WHAT IS EXPECTED
In the records below, find every line with the word "tokio" and copy it.

[Dataset entries]
<<<<
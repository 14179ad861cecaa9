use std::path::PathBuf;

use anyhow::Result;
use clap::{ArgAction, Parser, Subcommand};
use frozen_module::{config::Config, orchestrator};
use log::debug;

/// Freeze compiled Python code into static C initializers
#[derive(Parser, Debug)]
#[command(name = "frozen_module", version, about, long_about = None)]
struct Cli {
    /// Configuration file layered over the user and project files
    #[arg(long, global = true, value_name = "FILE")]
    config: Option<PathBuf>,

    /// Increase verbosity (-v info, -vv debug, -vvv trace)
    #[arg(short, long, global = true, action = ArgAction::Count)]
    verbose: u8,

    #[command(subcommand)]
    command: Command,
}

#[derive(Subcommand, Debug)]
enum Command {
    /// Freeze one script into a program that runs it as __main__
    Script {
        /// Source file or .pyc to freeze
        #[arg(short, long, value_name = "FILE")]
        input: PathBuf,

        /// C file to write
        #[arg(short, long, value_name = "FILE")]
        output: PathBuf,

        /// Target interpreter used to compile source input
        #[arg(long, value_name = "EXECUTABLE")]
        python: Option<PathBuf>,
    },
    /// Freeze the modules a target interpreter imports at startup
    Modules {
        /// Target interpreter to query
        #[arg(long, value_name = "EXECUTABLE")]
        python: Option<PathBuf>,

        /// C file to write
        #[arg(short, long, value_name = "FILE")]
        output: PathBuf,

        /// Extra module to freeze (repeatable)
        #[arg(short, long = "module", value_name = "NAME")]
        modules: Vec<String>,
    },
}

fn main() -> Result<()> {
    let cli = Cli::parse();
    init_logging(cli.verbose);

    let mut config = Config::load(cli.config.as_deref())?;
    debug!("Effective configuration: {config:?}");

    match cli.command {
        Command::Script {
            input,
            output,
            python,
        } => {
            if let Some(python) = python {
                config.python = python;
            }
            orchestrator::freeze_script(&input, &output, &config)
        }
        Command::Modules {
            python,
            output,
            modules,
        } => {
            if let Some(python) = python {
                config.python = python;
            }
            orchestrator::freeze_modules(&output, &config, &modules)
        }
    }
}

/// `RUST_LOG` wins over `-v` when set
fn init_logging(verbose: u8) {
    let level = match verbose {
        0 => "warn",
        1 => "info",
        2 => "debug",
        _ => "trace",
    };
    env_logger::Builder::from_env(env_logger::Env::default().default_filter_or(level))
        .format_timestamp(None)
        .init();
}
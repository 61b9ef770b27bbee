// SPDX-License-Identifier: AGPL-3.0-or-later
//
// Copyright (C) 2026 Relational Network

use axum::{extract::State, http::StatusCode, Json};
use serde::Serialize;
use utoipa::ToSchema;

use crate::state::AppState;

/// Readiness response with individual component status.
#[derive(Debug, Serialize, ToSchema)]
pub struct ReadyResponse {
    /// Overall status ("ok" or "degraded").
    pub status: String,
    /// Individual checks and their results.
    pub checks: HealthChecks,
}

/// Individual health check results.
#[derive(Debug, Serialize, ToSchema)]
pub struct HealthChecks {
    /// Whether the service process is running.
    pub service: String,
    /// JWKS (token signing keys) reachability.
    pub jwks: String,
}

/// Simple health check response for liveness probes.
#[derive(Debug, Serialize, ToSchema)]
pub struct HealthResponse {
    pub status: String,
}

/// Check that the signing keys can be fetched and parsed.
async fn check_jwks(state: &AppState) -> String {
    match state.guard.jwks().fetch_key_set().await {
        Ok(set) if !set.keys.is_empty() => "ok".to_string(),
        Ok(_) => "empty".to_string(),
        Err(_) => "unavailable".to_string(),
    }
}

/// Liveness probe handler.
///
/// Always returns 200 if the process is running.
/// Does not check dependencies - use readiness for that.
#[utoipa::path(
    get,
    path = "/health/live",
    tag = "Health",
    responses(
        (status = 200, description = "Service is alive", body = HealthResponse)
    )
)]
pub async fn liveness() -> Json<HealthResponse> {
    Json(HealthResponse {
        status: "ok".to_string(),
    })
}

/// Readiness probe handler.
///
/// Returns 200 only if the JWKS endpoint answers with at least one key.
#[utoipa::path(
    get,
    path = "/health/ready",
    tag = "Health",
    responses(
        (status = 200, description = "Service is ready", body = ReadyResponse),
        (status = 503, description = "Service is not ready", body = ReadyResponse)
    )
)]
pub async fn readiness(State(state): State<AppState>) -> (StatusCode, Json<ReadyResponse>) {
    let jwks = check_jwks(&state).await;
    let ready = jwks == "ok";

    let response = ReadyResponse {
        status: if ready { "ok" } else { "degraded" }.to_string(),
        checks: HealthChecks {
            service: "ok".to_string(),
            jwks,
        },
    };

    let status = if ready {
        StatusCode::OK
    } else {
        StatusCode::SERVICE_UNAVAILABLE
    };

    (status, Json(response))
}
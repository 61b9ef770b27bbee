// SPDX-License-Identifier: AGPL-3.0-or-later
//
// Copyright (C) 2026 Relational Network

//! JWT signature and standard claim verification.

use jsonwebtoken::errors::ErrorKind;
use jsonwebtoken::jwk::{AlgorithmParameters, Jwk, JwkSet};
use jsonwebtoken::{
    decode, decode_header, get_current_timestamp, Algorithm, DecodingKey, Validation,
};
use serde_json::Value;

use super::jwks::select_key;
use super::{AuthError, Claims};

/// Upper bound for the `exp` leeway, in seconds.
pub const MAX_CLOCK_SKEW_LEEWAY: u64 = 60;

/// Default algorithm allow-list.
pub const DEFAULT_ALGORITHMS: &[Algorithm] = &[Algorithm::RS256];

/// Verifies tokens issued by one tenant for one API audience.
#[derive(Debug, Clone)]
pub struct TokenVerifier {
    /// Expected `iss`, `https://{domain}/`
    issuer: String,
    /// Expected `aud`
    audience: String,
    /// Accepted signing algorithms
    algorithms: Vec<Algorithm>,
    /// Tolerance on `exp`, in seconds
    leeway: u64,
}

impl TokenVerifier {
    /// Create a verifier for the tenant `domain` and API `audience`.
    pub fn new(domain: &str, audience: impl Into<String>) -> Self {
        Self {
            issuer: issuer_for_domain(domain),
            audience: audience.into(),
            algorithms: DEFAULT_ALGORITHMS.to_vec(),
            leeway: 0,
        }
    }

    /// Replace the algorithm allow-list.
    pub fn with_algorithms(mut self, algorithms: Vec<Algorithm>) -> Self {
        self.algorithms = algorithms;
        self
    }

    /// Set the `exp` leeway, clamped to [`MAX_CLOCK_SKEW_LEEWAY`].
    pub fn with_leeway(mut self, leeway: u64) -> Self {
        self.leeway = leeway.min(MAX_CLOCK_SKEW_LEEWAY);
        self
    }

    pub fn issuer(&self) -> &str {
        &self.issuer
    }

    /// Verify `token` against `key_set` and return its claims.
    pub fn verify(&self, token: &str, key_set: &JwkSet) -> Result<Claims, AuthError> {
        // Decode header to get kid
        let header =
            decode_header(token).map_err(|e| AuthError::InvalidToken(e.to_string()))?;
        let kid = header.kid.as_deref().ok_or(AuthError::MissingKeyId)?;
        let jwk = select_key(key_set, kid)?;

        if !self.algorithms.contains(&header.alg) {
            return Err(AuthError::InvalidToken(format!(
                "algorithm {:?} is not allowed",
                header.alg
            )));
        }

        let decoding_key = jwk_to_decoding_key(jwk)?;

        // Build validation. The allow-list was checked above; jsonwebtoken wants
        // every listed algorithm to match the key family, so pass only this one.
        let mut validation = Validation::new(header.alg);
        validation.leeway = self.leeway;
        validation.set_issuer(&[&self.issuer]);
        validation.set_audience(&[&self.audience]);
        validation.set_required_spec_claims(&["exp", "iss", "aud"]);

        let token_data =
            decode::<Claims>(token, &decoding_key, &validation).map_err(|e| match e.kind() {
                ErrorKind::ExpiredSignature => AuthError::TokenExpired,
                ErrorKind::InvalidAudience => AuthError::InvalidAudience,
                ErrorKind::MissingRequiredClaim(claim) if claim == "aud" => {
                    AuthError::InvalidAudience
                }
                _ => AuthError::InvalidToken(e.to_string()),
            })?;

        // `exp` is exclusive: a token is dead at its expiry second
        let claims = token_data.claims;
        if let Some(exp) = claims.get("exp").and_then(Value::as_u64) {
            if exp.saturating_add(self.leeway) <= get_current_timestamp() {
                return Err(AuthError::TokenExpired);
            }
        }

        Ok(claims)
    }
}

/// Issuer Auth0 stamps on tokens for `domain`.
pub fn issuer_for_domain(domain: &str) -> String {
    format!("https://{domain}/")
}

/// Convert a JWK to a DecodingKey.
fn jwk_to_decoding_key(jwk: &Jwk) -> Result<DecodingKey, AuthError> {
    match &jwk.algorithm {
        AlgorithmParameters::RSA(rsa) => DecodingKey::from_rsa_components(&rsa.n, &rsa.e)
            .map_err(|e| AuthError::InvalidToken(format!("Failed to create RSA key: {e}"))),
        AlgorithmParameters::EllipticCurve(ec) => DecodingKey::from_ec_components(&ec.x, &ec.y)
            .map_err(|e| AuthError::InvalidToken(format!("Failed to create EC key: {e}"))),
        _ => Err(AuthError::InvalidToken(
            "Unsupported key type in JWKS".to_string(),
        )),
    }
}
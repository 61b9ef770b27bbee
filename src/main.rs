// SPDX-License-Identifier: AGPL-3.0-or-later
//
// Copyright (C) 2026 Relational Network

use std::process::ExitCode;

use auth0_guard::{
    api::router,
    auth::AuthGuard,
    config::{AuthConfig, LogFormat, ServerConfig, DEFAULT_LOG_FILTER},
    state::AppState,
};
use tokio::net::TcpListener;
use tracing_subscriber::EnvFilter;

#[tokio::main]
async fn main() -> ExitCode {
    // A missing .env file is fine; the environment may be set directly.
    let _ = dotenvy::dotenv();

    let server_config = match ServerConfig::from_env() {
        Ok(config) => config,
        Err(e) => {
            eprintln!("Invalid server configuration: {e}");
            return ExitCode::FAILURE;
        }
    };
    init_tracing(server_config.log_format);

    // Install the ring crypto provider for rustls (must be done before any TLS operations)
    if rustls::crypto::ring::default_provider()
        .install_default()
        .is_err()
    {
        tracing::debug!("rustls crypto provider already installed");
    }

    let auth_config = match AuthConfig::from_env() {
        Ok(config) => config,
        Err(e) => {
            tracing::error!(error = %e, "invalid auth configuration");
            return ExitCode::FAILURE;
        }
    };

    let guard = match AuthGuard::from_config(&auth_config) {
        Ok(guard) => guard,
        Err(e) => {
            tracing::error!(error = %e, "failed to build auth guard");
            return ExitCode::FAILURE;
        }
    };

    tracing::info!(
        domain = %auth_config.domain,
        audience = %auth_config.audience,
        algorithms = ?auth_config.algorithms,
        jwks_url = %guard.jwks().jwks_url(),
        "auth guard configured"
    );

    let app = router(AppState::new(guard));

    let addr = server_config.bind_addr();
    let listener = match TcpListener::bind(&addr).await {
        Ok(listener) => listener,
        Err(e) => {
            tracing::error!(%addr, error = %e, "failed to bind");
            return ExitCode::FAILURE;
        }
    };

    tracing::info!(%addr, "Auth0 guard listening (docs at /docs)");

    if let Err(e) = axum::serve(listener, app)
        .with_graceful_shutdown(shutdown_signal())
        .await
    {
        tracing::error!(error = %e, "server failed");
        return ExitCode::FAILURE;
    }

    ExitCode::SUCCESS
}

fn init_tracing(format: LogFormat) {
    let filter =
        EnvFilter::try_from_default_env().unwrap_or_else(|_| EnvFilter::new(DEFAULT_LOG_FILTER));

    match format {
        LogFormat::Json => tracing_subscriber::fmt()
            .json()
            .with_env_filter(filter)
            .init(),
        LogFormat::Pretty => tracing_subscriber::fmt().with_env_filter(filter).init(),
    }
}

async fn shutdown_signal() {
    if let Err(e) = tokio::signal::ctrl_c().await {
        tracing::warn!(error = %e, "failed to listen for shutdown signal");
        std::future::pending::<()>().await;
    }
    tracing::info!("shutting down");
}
>>>>
<<<<
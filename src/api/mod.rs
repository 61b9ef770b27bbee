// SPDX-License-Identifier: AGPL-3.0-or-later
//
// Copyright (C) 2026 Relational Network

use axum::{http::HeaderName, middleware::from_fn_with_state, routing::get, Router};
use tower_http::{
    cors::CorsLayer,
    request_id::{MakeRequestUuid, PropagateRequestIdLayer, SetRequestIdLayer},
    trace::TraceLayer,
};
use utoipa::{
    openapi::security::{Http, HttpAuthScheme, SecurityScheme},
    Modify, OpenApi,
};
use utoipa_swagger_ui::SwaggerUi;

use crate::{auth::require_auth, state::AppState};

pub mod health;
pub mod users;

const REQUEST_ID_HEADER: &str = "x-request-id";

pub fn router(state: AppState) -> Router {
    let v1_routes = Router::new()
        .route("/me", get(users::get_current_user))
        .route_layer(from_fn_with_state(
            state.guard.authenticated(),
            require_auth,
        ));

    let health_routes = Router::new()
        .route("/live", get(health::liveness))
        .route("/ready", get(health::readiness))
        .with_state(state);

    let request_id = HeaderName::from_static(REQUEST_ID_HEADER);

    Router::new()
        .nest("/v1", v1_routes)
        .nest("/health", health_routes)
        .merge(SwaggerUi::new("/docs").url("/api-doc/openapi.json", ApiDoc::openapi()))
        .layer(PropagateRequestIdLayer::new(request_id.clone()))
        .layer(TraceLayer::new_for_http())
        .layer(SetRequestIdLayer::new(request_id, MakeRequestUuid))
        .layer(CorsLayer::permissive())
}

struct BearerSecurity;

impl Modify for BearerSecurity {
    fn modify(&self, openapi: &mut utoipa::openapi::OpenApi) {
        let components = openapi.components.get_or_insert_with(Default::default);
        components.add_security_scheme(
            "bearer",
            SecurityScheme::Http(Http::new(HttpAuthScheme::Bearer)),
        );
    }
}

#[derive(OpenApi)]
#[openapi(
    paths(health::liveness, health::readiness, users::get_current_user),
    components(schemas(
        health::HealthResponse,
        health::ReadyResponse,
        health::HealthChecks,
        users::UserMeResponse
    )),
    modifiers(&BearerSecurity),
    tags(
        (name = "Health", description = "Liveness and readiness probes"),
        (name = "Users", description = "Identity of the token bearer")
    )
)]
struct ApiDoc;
>>>>
<<<<
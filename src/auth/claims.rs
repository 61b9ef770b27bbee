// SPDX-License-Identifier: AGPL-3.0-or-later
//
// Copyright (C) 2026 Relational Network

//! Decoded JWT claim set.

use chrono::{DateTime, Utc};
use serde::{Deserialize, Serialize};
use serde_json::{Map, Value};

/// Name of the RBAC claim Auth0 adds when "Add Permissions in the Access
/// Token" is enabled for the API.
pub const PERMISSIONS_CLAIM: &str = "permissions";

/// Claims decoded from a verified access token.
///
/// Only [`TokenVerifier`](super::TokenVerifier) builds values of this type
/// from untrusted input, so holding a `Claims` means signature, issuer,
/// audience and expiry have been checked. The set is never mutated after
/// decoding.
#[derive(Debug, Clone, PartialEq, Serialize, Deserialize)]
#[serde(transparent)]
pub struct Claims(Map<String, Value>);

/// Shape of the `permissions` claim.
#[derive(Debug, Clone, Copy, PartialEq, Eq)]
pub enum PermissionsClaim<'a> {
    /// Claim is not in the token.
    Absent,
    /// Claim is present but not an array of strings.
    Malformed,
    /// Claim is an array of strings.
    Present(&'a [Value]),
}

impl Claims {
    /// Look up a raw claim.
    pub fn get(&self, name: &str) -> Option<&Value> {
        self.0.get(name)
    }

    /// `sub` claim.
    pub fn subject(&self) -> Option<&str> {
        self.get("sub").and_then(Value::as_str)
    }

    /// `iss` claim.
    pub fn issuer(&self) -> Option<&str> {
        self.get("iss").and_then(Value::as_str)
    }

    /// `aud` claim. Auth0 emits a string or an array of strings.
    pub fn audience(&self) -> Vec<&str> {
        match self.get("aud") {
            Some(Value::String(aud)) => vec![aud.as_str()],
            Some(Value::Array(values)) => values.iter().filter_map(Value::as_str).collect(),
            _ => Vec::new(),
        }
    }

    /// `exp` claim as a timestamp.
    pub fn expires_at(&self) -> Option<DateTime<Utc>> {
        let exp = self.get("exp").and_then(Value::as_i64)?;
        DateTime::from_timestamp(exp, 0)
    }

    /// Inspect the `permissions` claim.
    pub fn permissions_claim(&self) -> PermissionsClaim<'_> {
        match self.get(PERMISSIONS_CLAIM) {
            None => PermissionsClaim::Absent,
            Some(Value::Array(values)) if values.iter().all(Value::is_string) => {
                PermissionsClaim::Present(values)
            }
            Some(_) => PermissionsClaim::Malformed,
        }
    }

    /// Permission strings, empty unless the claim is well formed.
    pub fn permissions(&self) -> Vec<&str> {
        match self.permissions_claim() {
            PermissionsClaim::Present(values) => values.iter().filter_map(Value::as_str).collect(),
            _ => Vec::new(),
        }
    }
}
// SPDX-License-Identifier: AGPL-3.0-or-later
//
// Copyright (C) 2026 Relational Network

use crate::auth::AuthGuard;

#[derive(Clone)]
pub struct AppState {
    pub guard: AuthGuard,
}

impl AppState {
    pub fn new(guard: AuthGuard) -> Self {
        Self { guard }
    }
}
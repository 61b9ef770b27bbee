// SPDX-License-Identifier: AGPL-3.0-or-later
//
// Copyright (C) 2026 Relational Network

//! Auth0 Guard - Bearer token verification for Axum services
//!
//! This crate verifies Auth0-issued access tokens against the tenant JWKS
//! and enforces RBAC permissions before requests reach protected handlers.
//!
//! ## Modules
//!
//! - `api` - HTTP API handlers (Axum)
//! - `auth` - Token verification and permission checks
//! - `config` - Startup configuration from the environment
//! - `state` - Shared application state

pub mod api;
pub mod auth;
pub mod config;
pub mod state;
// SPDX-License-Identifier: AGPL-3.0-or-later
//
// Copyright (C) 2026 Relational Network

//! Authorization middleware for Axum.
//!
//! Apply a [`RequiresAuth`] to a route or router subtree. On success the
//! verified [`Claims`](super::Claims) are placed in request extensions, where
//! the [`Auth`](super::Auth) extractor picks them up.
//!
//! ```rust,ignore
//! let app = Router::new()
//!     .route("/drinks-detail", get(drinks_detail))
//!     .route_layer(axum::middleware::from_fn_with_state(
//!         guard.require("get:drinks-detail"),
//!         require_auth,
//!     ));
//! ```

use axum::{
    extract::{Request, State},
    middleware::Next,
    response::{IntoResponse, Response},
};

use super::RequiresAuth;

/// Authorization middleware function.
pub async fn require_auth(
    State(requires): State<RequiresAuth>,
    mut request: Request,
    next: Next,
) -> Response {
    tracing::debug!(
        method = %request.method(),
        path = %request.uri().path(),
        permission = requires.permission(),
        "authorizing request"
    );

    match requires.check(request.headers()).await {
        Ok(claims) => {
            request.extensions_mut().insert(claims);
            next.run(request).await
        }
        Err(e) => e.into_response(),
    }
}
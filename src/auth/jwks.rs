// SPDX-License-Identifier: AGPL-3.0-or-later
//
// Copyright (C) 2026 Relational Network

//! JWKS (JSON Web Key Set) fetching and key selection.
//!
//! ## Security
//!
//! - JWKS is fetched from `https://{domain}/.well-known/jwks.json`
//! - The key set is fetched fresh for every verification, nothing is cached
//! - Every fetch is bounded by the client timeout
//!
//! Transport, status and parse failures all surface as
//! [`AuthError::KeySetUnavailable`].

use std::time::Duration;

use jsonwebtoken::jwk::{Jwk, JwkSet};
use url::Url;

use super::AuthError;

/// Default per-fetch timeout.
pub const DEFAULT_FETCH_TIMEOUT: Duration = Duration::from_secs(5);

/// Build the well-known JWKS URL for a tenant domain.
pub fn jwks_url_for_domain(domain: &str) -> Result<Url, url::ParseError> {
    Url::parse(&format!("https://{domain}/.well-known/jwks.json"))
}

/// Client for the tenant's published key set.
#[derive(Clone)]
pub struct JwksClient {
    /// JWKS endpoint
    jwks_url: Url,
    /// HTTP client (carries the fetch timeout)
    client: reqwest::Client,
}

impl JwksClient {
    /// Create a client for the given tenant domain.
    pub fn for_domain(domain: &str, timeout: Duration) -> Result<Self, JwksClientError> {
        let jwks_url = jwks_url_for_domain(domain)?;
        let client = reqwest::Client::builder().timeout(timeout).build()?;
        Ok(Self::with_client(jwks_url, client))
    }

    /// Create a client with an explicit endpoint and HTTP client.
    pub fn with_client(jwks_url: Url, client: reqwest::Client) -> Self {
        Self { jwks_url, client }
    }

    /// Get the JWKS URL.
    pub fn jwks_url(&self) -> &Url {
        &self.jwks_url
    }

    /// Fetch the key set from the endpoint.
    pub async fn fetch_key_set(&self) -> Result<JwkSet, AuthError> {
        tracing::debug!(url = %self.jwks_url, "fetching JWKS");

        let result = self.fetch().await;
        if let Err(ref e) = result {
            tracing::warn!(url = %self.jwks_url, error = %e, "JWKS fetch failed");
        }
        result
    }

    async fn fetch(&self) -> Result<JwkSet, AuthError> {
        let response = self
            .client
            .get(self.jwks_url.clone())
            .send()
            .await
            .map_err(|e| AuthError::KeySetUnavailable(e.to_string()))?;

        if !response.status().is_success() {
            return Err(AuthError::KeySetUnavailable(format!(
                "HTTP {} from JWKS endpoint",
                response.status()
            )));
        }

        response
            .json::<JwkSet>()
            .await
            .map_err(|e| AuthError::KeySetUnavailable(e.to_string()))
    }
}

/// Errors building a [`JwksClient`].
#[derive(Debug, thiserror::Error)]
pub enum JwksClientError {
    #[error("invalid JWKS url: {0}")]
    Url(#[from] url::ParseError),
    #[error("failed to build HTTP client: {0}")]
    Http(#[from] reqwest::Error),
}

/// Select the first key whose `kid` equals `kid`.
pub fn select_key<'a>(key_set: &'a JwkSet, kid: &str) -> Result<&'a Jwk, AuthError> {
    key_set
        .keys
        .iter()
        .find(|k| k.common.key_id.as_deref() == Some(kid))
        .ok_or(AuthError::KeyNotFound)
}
>>>>
SOLUTION FOR THIS PROBLEM
use tokio::net::TcpListener;
#[tokio::main]
    if let Err(e) = tokio::signal::ctrl_c().await {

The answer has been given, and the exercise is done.